Do not jump to the defensive. Be meek. Be willing to receive, willing to learn, and willing to be challenged, because that meekness is the same attitude in which the word of the gospel is written on our hearts. It is in that meekness that the truth of God is engraved on our souls. It is only when we are not bent on speaking, but on hearing, that we have the implanted word put in us. And what is that word? It is the word of the gospel, that "if you confess with your mouth that Jesus Christ is Lord, and believe in your heart that God raised him from the dead, you will be saved." (Rom. 10:9). We are not capable of really doing that if we are not at all meek. May God grant us the kind of meekness James is talking about, to love God and to see in him alone all our sufficiency, not in ourselves.

But, James tells us, there is more. We not only hear the word, receiving it with meekness, but afterward we also do the word. When we know God's revealed truth, we must "do truth" in everything (Eph. 4:25, literally "truthing in love"). We live as people of that word of truth, and we pray that our lives would be changed by our knowledge of the gospel. James goes on after verse 22 to compare the word of God, the "perfect law, the law of liberty" to a mirror. We look into it and see ourselves as we really are. We are honest about what we see there, and we change our behavior in response. The word teaches me that my relationship to a friend is falling apart and that it is happening because of my arrogance, and so I immediately go to that friend and repair the breach. Not only that, but I keep an eye on myself, looking for signs of arrogance in my habits and my personal life that need to be changed. Do the word. Let it change you. Otherwise, as James puts it, you are deceiving yourself. You leave the mirror lying there, forgetting what it was you saw (v.24). But, finally, if you really are receiving the implanted word of God with meekness, you will have a willingness to be changed by it.
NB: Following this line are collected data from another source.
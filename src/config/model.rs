// src/config/model.rs

use serde::Deserialize;

use crate::errors::{FlowdagError, Result};

/// Environment variable overriding the worker count.
pub const WORKERS_ENV: &str = "FLOWDAG_WORKERS";

/// Top-level configuration as read from a TOML file.
///
/// ```toml
/// [executor]
/// workers = 4
/// thread_name = "flowdag-worker"
/// ```
///
/// Every section and key is optional.
#[derive(Debug, Clone, Default, Deserialize)]
pub struct RawConfigFile {
    #[serde(default)]
    pub executor: ExecutorConfig,
}

/// Validated configuration. Build it with `ConfigFile::try_from(raw)`.
#[derive(Debug, Clone)]
pub struct ConfigFile {
    pub executor: ExecutorConfig,
}

impl ConfigFile {
    pub(crate) fn new_unchecked(executor: ExecutorConfig) -> Self {
        Self { executor }
    }
}

/// `[executor]` section: how the worker pool is built.
#[derive(Debug, Clone, PartialEq, Eq, Deserialize)]
pub struct ExecutorConfig {
    /// Number of worker threads. Defaults to the number of logical CPUs.
    ///
    /// Payloads that block on another topology hold their worker for the
    /// whole wait, so size this with such waits in mind.
    #[serde(default = "default_workers")]
    pub workers: usize,

    /// Worker threads are named `<thread_name>-<index>`.
    #[serde(default = "default_thread_name")]
    pub thread_name: String,
}

fn default_workers() -> usize {
    num_cpus::get().max(1)
}

fn default_thread_name() -> String {
    "flowdag-worker".to_string()
}

impl Default for ExecutorConfig {
    fn default() -> Self {
        Self {
            workers: default_workers(),
            thread_name: default_thread_name(),
        }
    }
}

impl ExecutorConfig {
    /// Defaults, with `FLOWDAG_WORKERS` applied if it is set.
    pub fn from_env() -> Result<Self> {
        let mut cfg = Self::default();
        if let Ok(raw) = std::env::var(WORKERS_ENV) {
            cfg.workers = parse_workers(&raw)?;
        }
        Ok(cfg)
    }
}

pub(crate) fn parse_workers(raw: &str) -> Result<usize> {
    raw.trim().parse::<usize>().map_err(|e| {
        FlowdagError::ConfigError(format!(
            "{WORKERS_ENV} must be a positive integer (got {raw:?}: {e})"
        ))
    })
}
If you are reading this and have never known the Lord Jesus Christ, I invite you to consider what James is saying. He is saying that our comprehension of truth is totally misguided if we do not receive what God has revealed in meekness, to be taught by him. Ask yourself, what if it is true? What if Jesus Christ is Lord and God raised him from the dead? That's a quite a question, and one that changes life utterly. May God give you grace to come, and receive from him the joy that is in Jesus Christ. "Come to me, all who labor and are heavy laden, and I will give you rest," Jesus said (Matt. 11:28). May you be given grace to do just that.